RUBÉN AMON. Enviado especial
TOULON.-
Alain S., de 55 años, se ha reciclado como taxista en las calles de Toulon. Antes trabajaba de sol a sol en los astilleros estatales, pero la reconversión industrial de los años 80 dio lugar a una maniobra de despidos prematuros que agitó los recelos proletarios del sistema francés.
De otro modo no se explica que el Frente Nacional (FN) conquistara la Alcaldía de la ciudad (170.000 habitantes) en los comicios de 1995. El quejido nacionalista y xenófobo había destronado el anacronismo de los partidos comunistas y trotskistas, aunque la alianza de la clase trabajadora y la extrema derecha está relacionada con el aburguesamiento del socialismo oficial y funcionarial.
Bien lo sabe Lionel Jospin, humillado en los comicios presidenciales de 2002 después de haber desperdiciado cinco años de Gobierno y menospreciado el peso de los obreros franceses. François Mitterrand fue mucho más pragmático y cínico en las fábricas cuando hubo de revalidar mandato. También lo hizo Jacques Chirac en 1995, apropiándose de la fractura social que había teorizado el sociólogo Emmanuel Todd.
Ahora toca a Ségolène Royal convencer a los obreros. No va a resultarle fácil sobrepasar el crédito de Le Pen -un 27% de la franja trabajadora se dice votante del FN-, pero los estibadores y los currantes del puerto de Toulon admiten un margen de curiosidad a favor de la candidata socialista.
Les han gustado las críticas de Royal a la banca y a las multinacionales que se deslocalizan. Han agradecido el compromiso de elevar el salario mínimo a 1.500 euros. Incluso han apreciado que la aspirante al Elíseo se avenga a interpretar la Marsellesa y recomiende a sus compatriotas colocar una bandera tricolor en cada balcón. Las cuestiones de identificación patriótica pesan como las bombas en Toulon, porque la ciudad francesa aloja el principal puerto militar de Francia. Es aquí donde descansa el mítico portaaviones Charles de Gaulle. También donde se esconden los submarinos nucleares y donde trabajan millares de marines.

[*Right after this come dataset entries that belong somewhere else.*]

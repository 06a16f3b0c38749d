use std::str::FromStr;

use crate::error::{ConvertError, Result};

/// Comparison operator of a source range bound.
#[derive(Debug, Clone, Copy, PartialEq, Eq, Hash)]
pub enum Operator {
    Eq,
    Ge,
    Gt,
    Le,
    Lt,
}

impl Operator {
    pub fn as_str(&self) -> &'static str {
        match self {
            Operator::Eq => "=",
            Operator::Ge => ">=",
            Operator::Gt => ">",
            Operator::Le => "<=",
            Operator::Lt => "<",
        }
    }
}

impl FromStr for Operator {
    type Err = String;

    fn from_str(s: &str) -> Result<Self, Self::Err> {
        match s {
            "=" => Ok(Operator::Eq),
            ">=" => Ok(Operator::Ge),
            ">" => Ok(Operator::Gt),
            "<=" => Ok(Operator::Le),
            "<" => Ok(Operator::Lt),
            _ => Err(s.to_string()),
        }
    }
}

impl std::fmt::Display for Operator {
    fn fmt(&self, f: &mut std::fmt::Formatter<'_>) -> std::fmt::Result {
        f.write_str(self.as_str())
    }
}

/// One operator/version pair, e.g. `>= 4.3.0`.
#[derive(Debug, Clone, PartialEq, Eq)]
pub struct VersionSpec {
    pub operator: Operator,
    pub version: String,
}

impl VersionSpec {
    pub fn new(operator: Operator, version: impl Into<String>) -> Self {
        Self {
            operator,
            version: version.into(),
        }
    }
}

impl std::fmt::Display for VersionSpec {
    fn fmt(&self, f: &mut std::fmt::Formatter<'_>) -> std::fmt::Result {
        write!(f, "{} {}", self.operator, self.version)
    }
}

/// A parsed source range: either an exact version or lower/upper bounds.
///
/// Only the validating constructors can build one, so `exact` never
/// coexists with `lower` or `upper`.
#[derive(Debug, Clone, Default, PartialEq, Eq)]
pub struct RangeSpec {
    lower: Option<VersionSpec>,
    upper: Option<VersionSpec>,
    exact: Option<VersionSpec>,
}

impl RangeSpec {
    /// Sorts each spec into its slot by operator.
    ///
    /// `source` is the original text, used in error messages.
    pub fn from_specs(specs: impl IntoIterator<Item = VersionSpec>, source: &str) -> Result<Self> {
        let mut range = RangeSpec::default();

        for spec in specs {
            let slot = match spec.operator {
                Operator::Eq => &mut range.exact,
                Operator::Ge | Operator::Gt => &mut range.lower,
                Operator::Le | Operator::Lt => &mut range.upper,
            };
            if let Some(existing) = slot {
                return Err(ConvertError::Structural(format!(
                    "conflicting bounds `{}` and `{}` in range `{}`",
                    existing, spec, source
                )));
            }
            *slot = Some(spec);
        }

        if range.exact.is_some() && (range.lower.is_some() || range.upper.is_some()) {
            return Err(ConvertError::Structural(format!(
                "range with both exact and lower/upper bounds: `{}`",
                source
            )));
        }

        Ok(range)
    }

    /// A range bounded only above by `< version`.
    pub fn fixed_at(version: impl Into<String>) -> Self {
        Self {
            upper: Some(VersionSpec::new(Operator::Lt, version)),
            ..Default::default()
        }
    }

    /// `[lower, fixed)`, with `lower` omitted when it is `None` or `"0"`.
    pub fn between(lower: Option<&str>, fixed: Option<&str>) -> Self {
        Self {
            lower: lower
                .filter(|v| *v != "0")
                .map(|v| VersionSpec::new(Operator::Ge, v)),
            upper: fixed.map(|v| VersionSpec::new(Operator::Lt, v)),
            exact: None,
        }
    }

    pub fn lower(&self) -> Option<&VersionSpec> {
        self.lower.as_ref()
    }

    pub fn upper(&self) -> Option<&VersionSpec> {
        self.upper.as_ref()
    }

    pub fn exact(&self) -> Option<&VersionSpec> {
        self.exact.as_ref()
    }

    pub fn is_empty(&self) -> bool {
        self.lower.is_none() && self.upper.is_none() && self.exact.is_none()
    }
}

«Ségolène Royal me es simpática y antipática al mismo tiempo», explicaba ayer un oficial anónimo en la terraza de la brasserie Le Soleil. «Me gusta porque es hija y nieta de militares. Me interesa su forma de hablar de la disciplina. Pero la veo un poco roja para votarla. Ya manda en casa mi mujer como para que encima me mande una presidenta en Francia», jalea el militar, mientras sus colegas prorrumpen jerárquicamente en una carcajada.
Toulon es un disparate urbanístico. Los bloques de edificios erigidos en las posguerras (la Mundial y la de Argelia) han sustraído el mar a la mirada de los vecinos, aunque también custodian el barrio de Chicago, cuyos antros y callejuelas disimulan la prostitución y clubes nocturnos. Los trabajadores rasos de Toulon no quieren votar a Sarkozy, porque temen una dentellada del liberalismo y porque desconfían del propósito de moralizar el capitalismo. Tampoco les convence Bayrou, cuyo proyecto económico destaca prioritariamente los intereses de la pequeña y mediana empresa. Les atrae como un imán el programa de Buffet (Partido Comunista) y Besancenot (Liga Comunista Revolucionaria), pero lo han subordinado a la carta de los Reyes Magos, porque el empleo fijo obligatorio, las 32 horas semanales, las jubilaciones modelo Suiza y el éxtasis proletario delimitan una entelequia.